_ABOUT THIS TASK_. Every single entry that follows must be copied exactly.

_RECORDS FOR THIS TASK_.
--- START ---
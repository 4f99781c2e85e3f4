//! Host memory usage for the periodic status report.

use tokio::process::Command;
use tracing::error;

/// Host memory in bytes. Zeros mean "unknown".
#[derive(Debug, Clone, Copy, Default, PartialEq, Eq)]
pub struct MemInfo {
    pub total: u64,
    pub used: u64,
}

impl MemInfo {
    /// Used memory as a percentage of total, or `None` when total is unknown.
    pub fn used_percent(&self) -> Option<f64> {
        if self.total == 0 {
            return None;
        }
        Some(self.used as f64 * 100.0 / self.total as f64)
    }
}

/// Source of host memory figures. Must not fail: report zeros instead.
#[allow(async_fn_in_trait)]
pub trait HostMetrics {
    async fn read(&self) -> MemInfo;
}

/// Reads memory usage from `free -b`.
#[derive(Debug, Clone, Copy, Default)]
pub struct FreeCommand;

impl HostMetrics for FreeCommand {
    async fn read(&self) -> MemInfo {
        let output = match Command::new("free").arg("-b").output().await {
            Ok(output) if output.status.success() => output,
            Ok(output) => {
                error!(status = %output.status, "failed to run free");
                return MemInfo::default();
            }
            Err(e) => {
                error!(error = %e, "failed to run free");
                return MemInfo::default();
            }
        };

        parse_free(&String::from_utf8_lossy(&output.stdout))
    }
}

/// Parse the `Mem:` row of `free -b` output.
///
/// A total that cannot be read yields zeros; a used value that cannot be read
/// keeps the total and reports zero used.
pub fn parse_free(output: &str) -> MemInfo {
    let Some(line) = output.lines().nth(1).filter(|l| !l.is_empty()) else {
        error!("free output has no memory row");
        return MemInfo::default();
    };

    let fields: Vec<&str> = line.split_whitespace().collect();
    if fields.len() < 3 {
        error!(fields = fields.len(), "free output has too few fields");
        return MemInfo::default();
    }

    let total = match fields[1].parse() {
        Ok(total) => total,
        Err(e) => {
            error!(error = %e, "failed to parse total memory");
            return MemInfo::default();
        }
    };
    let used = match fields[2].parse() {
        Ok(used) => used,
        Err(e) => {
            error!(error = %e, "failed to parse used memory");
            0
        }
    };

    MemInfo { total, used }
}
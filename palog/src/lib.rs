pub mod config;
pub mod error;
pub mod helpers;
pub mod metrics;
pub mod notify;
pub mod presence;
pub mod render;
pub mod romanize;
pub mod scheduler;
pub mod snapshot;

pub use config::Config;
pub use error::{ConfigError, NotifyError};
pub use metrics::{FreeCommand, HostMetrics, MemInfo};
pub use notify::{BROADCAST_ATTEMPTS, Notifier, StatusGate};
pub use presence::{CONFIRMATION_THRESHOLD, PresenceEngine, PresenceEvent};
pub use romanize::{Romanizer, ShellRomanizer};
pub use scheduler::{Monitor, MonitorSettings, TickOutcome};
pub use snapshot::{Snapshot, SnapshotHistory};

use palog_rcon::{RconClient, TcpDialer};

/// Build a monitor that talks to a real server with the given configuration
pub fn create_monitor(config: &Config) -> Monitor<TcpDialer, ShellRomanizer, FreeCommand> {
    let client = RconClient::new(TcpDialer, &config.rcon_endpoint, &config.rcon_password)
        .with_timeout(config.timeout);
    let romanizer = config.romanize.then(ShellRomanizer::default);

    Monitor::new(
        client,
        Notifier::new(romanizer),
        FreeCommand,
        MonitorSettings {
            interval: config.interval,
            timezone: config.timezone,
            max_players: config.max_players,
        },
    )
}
--- END ---
_RESULT OF THIS EXERCISE_.
repository 4f99781c2e85e3f4
//! Host memory usage for the periodic status report.

use tokio::process::Command;
use tracing::error;

/// Host memory in bytes. Zeros mean "unknown".
#[derive(Debug, Clone, Copy, Default, PartialEq, Eq)]
pub struct MemInfo {
    pub total: u64,
    pub used: u64,
}

impl MemInfo {
    /// Used memory as a percentage of total, or `None` when total is unknown.
    pub fn used_percent(&self) -> Option<f64> {
        if self.total == 0 {
            return None;
        }
        Some(self.used as f64 * 100.0 / self.total as f64)
    }
}

/// Source of host memory figures. Must not fail: report zeros instead.
#[allow(async_fn_in_trait)]
pub trait HostMetrics {
    async fn read(&self) -> MemInfo;
}

/// Reads memory usage from `free -b`.
#[derive(Debug, Clone, Copy, Default)]
pub struct FreeCommand;

impl HostMetrics for FreeCommand {
    async fn read(&self) -> MemInfo {
        let output = match Command::new("free").arg("-b").output().await {
            Ok(output) if output.status.success() => output,
            Ok(output) => {
                error!(status = %output.status, "failed to run free");
                return MemInfo::default();
            }
            Err(e) => {
                error!(error = %e, "failed to run free");
                return MemInfo::default();
            }
        };

        parse_free(&String::from_utf8_lossy(&output.stdout))
    }
}

/// Parse the `Mem:` row of `free -b` output.
///
/// A total that cannot be read yields zeros; a used value that cannot be read
/// keeps the total and reports zero used.
pub fn parse_free(output: &str) -> MemInfo {
    let Some(line) = output.lines().nth(1).filter(|l| !l.is_empty()) else {
        error!("free output has no memory row");
        return MemInfo::default();
    };

    let fields: Vec<&str> = line.split_whitespace().collect();
    if fields.len() < 3 {
        error!(fields = fields.len(), "free output has too few fields");
        return MemInfo::default();
    }

    let total = match fields[1].parse() {
        Ok(total) => total,
        Err(e) => {
            error!(error = %e, "failed to parse total memory");
            return MemInfo::default();
        }
    };
    let used = match fields[2].parse() {
        Ok(used) => used,
        Err(e) => {
            error!(error = %e, "failed to parse used memory");
            0
        }
    };

    MemInfo { total, used }
}
filename palog/src/lib.rs
pub mod config;
pub mod error;
pub mod helpers;
pub mod metrics;
pub mod notify;
pub mod presence;
pub mod render;
pub mod romanize;
pub mod scheduler;
pub mod snapshot;

pub use config::Config;
pub use error::{ConfigError, NotifyError};
pub use metrics::{FreeCommand, HostMetrics, MemInfo};
pub use notify::{BROADCAST_ATTEMPTS, Notifier, StatusGate};
pub use presence::{CONFIRMATION_THRESHOLD, PresenceEngine, PresenceEvent};
pub use romanize::{Romanizer, ShellRomanizer};
pub use scheduler::{Monitor, MonitorSettings, TickOutcome};
pub use snapshot::{Snapshot, SnapshotHistory};

use palog_rcon::{RconClient, TcpDialer};

/// Build a monitor that talks to a real server with the given configuration
pub fn create_monitor(config: &Config) -> Monitor<TcpDialer, ShellRomanizer, FreeCommand> {
    let client = RconClient::new(TcpDialer, &config.rcon_endpoint, &config.rcon_password)
        .with_timeout(config.timeout);
    let romanizer = config.romanize.then(ShellRomanizer::default);

    Monitor::new(
        client,
        Notifier::new(romanizer),
        FreeCommand,
        MonitorSettings {
            interval: config.interval,
            timezone: config.timezone,
            max_players: config.max_players,
        },
    )
}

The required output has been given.